Lainé et Portal, défenseurs de la traite

D’autres noms révèlent l’importance d’acteurs locaux dans l’entreprise coloniale. C’est le cas de Joseph Lainé, né à Bordeaux en 1768, qui a donné son nom aux entrepôts destinés à stocker les denrées coloniales, et où loge aujourd’hui le CAPC. Cet avocat et préfet de Gironde a été ministre de l’intérieur entre 1816 et 1818, puis représentant du lobby des armateurs négriers aux côtés du baron Portal. Il fut un des plus fervents opposants à l’abolition de la traite.

D’autres ont eu une influence plus indirecte, mais tout aussi décisive, comme Paul Broca.
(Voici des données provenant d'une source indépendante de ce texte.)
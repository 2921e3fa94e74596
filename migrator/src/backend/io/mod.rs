//! # IO Module
//!
//! The operator-facing edge: argument and environment parsing on the way in,
//! the run report on the way out.

pub mod cli;
pub mod report;

pub use cli::{Cli, MigratorConfig, USAGE};
pub use report::render;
Il existe à Bordeaux une rue portant le nom de ce natif de Sainte-Foy-la-Grande. Et l’Université de Bordeaux l’a aussi choisi pour  baptiser son nouveau centre des neurosciences. Le guide nous apprend pourtant comment les travaux de ce scientifique au XIXe siècle se trouvent au fondement des théories racistes qui ont justifiées la domination coloniale…

Les membres du collectif Sortir du colonialisme
Le collectif Sortir du colonialisme Gironde, présentent leur Guide du Bordeaux colonial (AG/Rue89 Bordeaux)

Ce guide réveillera-t-il les consciences ? Ses auteurs, tout comme André Rosevègue, l’espèrent :

« On révèle la réalité coloniale de Bordeaux, après c’est aux gens de s’en saisir. Faut-il débaptiser ou pas les rues portants les noms des personnages qui ont pris part à la traite négrière ou qui seraient auteurs de théories raciales ? C’est un débat auquel on ne souhaite pas prendre part. »

Avec ce guide, le collectif d’auteurs entend dépasser les non-dits sur le colonialisme. Sans être moralisateur mais en mettant en exergue une vérité qui dérange jusque dans les salles des conseils municipaux de la Ville, à l’instar du débat sur une rue Frantz-Fanon.

Des choix qui, aujourd’hui, interrogent, et sur lesquels le guide entend apporter un éclairage. « Sachons qui sont ces personnes ! » avertit André Rosevègue. Pour les auteurs du collectif Sortir du colonialisme, l’ouvrage se veut avant tout un travail de vulgarisation et doit permettre, pas à pas, que les Bordelais regardent leur histoire en face.